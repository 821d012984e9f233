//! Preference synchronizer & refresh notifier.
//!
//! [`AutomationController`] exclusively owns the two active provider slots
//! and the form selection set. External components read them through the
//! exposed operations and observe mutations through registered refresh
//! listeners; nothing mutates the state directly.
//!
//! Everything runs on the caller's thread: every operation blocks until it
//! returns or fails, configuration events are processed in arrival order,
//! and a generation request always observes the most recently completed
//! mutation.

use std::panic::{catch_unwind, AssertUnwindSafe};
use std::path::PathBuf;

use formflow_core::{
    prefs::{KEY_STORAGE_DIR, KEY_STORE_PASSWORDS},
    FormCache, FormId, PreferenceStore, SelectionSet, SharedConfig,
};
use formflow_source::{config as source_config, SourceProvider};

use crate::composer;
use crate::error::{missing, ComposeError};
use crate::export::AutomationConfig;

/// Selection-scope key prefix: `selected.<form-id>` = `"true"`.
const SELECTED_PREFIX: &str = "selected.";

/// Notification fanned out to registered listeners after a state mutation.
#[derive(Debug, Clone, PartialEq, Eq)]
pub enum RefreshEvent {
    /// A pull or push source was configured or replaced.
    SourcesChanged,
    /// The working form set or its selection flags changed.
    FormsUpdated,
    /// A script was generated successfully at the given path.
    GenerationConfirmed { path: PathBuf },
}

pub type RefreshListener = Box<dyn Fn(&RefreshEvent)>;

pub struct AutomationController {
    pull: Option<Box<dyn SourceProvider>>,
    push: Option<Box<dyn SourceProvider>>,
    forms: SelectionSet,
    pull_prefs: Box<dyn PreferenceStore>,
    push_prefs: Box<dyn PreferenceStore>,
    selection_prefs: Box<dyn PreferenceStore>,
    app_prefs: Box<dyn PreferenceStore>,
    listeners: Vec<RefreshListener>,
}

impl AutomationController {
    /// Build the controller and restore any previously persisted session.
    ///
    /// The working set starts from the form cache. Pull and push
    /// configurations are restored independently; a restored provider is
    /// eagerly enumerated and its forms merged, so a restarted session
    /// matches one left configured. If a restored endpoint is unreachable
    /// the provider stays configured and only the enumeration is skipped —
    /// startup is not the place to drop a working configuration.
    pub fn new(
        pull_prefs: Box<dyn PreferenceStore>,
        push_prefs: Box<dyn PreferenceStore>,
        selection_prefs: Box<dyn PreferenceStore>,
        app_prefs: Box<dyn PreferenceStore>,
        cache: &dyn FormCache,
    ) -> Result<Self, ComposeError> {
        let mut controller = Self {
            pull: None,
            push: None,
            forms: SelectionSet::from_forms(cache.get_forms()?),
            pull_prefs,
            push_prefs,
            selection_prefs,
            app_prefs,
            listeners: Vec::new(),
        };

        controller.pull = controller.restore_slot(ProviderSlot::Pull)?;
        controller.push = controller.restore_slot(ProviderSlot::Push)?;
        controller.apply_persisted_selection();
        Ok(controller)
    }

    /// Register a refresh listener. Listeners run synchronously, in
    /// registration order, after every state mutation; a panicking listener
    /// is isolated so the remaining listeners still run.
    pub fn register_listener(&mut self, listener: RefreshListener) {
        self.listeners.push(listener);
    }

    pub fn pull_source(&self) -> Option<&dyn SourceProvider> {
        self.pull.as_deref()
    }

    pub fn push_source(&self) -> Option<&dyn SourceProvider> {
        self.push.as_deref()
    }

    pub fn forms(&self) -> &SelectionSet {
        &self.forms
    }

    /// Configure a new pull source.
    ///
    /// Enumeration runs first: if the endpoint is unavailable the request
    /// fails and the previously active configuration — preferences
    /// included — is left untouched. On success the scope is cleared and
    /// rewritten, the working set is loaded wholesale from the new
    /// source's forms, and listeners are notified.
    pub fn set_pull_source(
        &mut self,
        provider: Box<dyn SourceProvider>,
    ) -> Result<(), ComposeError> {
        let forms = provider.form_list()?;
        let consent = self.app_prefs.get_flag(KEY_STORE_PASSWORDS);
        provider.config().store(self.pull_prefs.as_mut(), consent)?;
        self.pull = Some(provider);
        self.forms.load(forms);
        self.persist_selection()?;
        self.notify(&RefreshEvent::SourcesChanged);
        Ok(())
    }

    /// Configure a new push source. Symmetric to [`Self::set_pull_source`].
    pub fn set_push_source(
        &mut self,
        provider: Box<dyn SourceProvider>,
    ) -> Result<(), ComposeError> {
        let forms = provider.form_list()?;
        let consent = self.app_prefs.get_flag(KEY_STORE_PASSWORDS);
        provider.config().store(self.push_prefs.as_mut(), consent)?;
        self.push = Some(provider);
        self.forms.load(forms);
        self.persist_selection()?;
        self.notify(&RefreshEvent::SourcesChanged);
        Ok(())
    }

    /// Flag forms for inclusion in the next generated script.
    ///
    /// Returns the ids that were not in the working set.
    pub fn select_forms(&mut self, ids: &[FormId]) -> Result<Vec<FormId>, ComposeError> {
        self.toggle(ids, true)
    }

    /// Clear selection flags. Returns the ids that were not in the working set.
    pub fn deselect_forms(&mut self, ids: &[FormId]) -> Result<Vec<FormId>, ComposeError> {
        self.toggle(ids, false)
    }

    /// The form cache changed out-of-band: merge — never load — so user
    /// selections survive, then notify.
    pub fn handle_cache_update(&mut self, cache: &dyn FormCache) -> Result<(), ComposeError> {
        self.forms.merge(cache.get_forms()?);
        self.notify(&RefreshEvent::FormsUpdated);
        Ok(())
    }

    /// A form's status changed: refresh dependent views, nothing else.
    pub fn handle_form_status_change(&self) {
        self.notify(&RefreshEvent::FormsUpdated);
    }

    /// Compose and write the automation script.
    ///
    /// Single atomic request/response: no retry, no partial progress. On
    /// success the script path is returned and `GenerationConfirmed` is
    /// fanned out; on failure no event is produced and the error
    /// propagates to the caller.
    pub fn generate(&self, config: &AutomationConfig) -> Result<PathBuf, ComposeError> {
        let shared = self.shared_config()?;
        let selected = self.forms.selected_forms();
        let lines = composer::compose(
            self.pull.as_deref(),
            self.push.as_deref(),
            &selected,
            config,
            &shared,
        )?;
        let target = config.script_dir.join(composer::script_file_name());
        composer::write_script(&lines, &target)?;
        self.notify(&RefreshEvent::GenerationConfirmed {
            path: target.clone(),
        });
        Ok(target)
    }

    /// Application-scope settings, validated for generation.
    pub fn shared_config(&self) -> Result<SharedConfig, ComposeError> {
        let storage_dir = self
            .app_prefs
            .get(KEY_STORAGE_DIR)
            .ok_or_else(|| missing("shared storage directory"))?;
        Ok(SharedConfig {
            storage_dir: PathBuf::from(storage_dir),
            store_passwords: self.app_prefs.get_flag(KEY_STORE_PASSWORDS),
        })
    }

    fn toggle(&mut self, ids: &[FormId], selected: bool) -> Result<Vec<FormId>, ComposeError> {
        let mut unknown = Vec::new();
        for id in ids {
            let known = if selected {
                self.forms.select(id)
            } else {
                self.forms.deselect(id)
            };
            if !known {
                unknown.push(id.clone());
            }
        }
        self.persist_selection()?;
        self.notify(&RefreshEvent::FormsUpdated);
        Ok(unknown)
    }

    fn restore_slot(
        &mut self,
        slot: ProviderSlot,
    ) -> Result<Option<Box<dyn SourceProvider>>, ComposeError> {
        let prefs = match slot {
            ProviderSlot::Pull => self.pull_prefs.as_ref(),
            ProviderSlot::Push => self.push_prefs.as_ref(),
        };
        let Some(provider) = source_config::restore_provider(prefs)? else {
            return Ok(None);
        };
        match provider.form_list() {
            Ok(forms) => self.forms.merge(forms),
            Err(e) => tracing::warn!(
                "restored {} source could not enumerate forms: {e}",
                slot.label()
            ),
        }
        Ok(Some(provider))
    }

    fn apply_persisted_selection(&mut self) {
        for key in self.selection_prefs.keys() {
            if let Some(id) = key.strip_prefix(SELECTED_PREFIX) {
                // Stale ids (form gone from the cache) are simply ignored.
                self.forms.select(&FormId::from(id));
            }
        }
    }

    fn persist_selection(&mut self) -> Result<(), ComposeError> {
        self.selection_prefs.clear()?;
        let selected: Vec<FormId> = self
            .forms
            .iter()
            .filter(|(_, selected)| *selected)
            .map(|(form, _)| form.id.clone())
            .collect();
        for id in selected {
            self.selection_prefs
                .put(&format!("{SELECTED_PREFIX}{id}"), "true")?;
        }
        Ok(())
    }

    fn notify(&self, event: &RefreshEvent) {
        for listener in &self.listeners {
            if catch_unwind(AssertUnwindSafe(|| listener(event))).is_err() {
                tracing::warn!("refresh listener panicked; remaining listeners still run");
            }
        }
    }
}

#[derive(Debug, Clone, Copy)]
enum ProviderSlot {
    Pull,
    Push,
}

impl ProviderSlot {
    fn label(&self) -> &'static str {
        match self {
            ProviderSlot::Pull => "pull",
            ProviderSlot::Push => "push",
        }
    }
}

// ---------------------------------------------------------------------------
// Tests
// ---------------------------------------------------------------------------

◇ ◇ ◇

Retype, exactly and in full, the listing from its first line to the one holding "blocks until it", both included.

repository 821d012984e9f233
//! Preference synchronizer & refresh notifier.
//!
//! [`AutomationController`] exclusively owns the two active provider slots
//! and the form selection set. External components read them through the
//! exposed operations and observe mutations through registered refresh
//! listeners; nothing mutates the state directly.
//!
//! Everything runs on the caller's thread: every operation blocks until it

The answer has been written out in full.